● EXERCISE DIRECTIONS:
In the reply, include exactly the lines of the entries below from the first to the line with "to search for.", that line included.

_ _ _

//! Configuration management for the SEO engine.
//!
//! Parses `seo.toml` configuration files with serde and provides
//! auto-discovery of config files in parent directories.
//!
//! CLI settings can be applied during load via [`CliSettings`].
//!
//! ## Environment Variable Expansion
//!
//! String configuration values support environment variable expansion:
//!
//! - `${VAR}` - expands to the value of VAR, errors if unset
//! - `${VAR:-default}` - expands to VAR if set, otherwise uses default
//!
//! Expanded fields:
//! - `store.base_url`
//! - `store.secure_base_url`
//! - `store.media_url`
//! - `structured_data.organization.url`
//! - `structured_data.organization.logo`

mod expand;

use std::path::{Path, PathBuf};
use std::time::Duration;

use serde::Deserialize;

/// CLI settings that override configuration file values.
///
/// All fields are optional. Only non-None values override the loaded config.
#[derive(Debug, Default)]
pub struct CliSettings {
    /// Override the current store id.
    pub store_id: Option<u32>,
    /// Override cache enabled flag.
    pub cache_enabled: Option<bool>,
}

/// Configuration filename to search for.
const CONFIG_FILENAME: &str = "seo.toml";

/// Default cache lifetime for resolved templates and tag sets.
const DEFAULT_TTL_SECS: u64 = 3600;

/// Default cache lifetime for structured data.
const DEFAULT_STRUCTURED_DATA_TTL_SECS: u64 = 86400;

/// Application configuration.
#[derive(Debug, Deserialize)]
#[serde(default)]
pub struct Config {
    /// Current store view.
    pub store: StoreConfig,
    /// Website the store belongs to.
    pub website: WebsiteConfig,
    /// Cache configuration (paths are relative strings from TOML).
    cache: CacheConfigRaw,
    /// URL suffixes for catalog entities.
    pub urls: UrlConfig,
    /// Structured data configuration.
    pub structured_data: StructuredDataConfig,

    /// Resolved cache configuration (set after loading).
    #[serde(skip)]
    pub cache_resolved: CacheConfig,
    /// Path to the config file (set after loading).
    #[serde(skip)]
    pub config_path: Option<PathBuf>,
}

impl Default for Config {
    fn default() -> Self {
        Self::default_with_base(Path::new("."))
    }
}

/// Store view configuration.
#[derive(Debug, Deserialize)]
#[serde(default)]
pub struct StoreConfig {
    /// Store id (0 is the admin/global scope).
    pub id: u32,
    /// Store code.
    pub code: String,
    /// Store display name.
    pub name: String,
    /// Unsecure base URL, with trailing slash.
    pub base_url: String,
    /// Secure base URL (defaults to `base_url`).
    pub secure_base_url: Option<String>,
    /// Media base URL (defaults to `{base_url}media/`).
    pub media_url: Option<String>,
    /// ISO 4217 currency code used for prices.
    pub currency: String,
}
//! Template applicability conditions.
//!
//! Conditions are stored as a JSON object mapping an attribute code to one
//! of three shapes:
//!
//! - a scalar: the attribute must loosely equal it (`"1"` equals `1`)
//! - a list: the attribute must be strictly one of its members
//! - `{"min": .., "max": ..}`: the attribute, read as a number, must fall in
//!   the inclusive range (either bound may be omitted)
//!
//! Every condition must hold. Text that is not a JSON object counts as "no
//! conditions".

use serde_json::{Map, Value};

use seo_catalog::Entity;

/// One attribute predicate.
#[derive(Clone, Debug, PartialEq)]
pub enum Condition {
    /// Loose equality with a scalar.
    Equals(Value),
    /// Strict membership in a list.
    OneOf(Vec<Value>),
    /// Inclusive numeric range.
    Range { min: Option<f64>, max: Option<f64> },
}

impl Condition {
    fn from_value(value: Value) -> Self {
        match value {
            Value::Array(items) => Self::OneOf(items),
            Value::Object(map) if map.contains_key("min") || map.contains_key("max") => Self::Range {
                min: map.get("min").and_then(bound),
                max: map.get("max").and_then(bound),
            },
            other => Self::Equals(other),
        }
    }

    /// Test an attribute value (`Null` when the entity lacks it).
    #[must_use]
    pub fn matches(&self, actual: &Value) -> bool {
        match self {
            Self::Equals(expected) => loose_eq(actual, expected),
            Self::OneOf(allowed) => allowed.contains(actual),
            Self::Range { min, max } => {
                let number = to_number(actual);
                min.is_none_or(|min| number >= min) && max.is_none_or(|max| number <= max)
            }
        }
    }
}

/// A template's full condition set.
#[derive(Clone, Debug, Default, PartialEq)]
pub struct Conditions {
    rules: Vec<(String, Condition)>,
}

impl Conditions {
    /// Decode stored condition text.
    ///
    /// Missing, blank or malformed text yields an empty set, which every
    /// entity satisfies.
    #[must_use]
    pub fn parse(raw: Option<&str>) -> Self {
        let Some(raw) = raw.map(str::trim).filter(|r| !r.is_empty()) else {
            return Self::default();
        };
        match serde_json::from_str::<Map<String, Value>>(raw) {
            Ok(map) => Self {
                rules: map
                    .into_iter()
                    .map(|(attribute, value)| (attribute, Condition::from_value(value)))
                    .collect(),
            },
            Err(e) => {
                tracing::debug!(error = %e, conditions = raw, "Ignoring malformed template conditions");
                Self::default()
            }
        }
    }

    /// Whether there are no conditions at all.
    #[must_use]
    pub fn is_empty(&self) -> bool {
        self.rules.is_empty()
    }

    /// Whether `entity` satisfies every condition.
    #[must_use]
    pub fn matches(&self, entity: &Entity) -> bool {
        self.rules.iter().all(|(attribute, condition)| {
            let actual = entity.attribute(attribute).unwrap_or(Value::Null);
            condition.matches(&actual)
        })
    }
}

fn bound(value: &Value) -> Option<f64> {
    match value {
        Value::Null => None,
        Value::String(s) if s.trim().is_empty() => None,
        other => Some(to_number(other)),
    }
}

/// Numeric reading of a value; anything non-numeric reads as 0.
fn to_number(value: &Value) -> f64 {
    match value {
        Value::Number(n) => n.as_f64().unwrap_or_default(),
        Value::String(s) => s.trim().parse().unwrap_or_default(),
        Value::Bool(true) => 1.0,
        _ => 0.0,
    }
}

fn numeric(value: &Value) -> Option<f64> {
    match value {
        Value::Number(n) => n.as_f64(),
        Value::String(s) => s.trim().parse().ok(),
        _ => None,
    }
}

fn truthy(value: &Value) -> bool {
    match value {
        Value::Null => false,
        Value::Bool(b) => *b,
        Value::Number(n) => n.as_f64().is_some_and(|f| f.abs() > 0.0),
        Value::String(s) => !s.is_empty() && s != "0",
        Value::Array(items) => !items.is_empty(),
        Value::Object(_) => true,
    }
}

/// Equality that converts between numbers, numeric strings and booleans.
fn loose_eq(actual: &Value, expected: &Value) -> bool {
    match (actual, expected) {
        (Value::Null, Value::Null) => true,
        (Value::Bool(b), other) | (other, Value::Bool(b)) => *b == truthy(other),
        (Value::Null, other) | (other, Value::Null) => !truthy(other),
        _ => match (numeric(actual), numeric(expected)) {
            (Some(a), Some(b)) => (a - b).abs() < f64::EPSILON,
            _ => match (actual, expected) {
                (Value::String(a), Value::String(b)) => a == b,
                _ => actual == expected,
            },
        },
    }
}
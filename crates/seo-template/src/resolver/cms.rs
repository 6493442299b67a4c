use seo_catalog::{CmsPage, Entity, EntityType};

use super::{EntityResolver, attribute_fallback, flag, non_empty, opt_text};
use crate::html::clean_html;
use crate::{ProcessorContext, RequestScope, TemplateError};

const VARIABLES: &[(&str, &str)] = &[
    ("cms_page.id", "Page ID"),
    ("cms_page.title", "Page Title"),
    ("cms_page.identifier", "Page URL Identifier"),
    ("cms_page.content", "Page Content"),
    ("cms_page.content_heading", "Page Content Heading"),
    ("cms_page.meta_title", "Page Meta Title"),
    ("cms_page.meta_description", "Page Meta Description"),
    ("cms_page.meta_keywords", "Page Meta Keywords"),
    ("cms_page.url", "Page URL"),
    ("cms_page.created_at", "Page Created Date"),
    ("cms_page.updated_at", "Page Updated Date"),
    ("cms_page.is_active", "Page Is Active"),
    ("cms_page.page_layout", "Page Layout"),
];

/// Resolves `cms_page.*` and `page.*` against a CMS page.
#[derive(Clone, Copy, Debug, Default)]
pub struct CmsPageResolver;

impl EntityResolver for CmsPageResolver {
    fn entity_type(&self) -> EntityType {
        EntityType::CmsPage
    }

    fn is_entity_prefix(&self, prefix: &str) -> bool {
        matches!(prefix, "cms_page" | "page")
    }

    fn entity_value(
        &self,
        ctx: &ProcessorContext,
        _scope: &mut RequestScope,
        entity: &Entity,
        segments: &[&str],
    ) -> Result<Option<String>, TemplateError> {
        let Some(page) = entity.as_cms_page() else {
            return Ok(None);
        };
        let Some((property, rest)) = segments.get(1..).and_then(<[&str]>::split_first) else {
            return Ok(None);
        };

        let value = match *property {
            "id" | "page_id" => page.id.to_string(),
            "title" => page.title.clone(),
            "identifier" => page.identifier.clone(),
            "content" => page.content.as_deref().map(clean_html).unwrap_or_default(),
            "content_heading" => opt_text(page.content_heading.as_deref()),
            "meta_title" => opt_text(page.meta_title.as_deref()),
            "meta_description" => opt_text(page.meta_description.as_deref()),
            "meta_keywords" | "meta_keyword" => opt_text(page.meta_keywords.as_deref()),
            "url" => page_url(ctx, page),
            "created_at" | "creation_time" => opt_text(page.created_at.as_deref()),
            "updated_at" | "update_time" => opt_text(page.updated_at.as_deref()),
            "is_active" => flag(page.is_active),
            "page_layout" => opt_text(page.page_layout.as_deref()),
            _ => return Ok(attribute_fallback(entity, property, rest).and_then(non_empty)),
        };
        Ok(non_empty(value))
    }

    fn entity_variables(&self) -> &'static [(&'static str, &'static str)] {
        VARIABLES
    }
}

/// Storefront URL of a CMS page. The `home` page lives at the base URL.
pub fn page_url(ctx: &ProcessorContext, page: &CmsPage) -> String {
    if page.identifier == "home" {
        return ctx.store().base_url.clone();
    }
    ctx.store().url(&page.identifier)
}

_ _ _

● RESULT OF THE EXERCISE:
//! Configuration management for the SEO engine.
//!
//! Parses `seo.toml` configuration files with serde and provides
//! auto-discovery of config files in parent directories.
//!
//! CLI settings can be applied during load via [`CliSettings`].
//!
//! ## Environment Variable Expansion
//!
//! String configuration values support environment variable expansion:
//!
//! - `${VAR}` - expands to the value of VAR, errors if unset
//! - `${VAR:-default}` - expands to VAR if set, otherwise uses default
//!
//! Expanded fields:
//! - `store.base_url`
//! - `store.secure_base_url`
//! - `store.media_url`
//! - `structured_data.organization.url`
//! - `structured_data.organization.logo`

mod expand;

use std::path::{Path, PathBuf};
use std::time::Duration;

use serde::Deserialize;

/// CLI settings that override configuration file values.
///
/// All fields are optional. Only non-None values override the loaded config.
#[derive(Debug, Default)]
pub struct CliSettings {
    /// Override the current store id.
    pub store_id: Option<u32>,
    /// Override cache enabled flag.
    pub cache_enabled: Option<bool>,
}

/// Configuration filename to search for.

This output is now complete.